◆ **Work to be completed**:
Answer with a single number: the count of lines below that hold "Copy".
===== Data for review
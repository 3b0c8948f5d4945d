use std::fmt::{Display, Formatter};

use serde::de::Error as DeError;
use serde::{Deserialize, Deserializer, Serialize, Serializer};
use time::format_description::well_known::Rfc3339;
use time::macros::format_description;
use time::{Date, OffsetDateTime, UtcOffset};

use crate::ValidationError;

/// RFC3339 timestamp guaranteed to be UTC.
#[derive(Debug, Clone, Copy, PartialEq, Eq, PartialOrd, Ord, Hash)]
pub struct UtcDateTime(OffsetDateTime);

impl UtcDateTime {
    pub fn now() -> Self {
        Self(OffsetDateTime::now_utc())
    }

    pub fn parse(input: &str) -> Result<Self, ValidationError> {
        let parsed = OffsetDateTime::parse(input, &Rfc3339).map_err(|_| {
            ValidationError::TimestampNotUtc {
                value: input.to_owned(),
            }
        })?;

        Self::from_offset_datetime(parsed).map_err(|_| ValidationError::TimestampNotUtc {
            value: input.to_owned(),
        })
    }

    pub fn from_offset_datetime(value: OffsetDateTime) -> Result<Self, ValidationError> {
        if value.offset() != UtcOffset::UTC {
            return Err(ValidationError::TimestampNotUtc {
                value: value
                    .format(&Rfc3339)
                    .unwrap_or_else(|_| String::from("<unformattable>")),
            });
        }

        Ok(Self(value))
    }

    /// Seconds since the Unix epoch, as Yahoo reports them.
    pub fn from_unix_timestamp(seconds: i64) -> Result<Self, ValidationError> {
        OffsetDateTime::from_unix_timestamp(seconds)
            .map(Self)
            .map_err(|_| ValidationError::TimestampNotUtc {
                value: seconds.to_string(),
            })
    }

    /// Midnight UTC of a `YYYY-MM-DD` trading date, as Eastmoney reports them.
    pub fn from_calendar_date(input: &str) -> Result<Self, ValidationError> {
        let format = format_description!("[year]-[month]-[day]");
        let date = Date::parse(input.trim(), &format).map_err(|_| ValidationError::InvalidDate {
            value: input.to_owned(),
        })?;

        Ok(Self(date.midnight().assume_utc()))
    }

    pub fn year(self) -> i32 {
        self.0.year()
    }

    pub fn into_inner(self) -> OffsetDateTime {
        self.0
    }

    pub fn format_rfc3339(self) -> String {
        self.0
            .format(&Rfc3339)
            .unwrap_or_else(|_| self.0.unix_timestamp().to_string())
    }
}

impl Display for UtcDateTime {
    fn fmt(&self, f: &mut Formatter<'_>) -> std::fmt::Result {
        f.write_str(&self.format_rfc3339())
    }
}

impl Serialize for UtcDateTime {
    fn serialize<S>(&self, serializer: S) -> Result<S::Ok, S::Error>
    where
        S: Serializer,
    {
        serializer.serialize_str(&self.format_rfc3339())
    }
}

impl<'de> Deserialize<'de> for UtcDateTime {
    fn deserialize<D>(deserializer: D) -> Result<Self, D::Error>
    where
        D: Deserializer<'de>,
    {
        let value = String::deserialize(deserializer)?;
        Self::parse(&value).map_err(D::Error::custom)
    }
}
==========
===== Data for review
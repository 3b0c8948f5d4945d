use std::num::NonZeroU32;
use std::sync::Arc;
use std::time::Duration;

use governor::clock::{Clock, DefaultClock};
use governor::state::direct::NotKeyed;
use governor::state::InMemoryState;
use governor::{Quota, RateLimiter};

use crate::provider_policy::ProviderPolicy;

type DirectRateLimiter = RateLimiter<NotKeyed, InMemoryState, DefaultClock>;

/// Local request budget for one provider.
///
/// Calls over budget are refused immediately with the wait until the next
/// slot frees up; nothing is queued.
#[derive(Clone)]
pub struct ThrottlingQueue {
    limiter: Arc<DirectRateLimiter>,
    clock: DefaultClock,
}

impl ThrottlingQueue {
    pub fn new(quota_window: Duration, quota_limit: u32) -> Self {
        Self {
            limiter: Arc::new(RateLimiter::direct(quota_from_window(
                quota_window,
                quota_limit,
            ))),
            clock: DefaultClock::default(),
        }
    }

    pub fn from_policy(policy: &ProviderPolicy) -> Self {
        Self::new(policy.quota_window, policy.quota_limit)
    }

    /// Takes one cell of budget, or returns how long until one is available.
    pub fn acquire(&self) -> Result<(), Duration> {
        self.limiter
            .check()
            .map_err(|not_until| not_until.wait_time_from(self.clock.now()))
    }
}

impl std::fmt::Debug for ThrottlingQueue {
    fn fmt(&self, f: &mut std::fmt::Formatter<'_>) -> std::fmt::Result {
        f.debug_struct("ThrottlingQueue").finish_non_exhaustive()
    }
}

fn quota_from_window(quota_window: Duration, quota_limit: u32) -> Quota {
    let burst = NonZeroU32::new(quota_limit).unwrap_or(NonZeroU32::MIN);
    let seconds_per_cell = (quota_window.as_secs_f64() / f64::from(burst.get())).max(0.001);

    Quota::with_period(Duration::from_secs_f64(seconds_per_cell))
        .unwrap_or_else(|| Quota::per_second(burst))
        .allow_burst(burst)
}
==========
===== Data for review
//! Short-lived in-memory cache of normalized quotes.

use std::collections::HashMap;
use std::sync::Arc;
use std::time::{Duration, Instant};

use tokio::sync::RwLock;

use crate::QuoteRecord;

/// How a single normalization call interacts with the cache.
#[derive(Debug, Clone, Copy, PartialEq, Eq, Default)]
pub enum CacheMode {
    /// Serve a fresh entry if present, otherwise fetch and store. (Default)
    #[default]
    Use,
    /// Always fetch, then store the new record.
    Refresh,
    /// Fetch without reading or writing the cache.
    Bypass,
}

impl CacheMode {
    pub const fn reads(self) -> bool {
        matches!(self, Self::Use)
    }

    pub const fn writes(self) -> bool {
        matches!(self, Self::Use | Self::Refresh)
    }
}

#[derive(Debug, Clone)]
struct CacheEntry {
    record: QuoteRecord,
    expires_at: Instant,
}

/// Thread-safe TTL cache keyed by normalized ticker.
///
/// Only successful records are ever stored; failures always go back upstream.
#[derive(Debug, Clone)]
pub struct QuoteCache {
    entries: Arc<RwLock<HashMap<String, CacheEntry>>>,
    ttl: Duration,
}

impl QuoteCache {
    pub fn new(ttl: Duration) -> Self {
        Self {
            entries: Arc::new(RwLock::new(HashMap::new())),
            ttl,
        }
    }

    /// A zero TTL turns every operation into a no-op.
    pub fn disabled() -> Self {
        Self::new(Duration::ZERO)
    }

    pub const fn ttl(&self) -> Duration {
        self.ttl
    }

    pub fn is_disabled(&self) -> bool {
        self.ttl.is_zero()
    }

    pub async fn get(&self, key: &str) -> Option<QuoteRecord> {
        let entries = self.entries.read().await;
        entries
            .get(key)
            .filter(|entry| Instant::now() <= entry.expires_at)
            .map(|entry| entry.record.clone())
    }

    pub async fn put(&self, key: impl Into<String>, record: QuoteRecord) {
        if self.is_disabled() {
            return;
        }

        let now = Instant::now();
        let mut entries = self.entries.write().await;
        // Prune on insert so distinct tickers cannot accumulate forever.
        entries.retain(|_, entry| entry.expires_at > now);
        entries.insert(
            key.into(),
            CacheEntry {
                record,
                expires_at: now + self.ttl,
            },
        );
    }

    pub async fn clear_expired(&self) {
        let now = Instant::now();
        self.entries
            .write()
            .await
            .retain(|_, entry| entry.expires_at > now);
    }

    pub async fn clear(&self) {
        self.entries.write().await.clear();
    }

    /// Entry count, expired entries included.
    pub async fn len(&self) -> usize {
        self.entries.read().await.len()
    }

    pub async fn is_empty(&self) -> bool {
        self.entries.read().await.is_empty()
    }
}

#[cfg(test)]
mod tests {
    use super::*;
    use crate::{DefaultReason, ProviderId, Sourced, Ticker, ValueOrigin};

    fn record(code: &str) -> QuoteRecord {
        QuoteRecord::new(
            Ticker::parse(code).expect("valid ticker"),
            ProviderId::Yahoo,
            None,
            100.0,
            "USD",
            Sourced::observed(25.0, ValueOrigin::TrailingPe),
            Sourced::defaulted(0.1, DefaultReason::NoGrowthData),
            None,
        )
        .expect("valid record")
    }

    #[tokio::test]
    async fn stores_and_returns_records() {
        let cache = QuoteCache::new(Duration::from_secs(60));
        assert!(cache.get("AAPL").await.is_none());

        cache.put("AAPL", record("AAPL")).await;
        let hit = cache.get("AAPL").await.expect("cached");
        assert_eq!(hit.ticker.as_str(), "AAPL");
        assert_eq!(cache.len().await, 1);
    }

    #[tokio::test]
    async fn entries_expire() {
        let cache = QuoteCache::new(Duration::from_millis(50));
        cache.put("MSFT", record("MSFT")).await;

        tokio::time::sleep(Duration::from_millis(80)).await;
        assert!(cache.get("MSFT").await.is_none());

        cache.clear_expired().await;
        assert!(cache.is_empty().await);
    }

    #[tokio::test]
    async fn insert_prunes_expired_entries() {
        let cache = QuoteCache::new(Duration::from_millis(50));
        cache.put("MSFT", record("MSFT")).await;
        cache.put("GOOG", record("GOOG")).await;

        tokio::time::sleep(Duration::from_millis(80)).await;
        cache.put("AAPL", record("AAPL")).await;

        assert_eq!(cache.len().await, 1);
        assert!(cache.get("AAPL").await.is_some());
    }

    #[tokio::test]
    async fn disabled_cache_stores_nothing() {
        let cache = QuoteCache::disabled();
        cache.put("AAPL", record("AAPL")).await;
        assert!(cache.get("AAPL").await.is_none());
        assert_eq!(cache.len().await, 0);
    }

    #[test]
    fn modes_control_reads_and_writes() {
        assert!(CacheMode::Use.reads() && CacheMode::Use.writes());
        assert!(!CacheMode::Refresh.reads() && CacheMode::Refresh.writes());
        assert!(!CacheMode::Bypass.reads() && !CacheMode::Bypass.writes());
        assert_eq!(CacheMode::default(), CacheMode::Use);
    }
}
==========
◆ **Completed exercise**:
2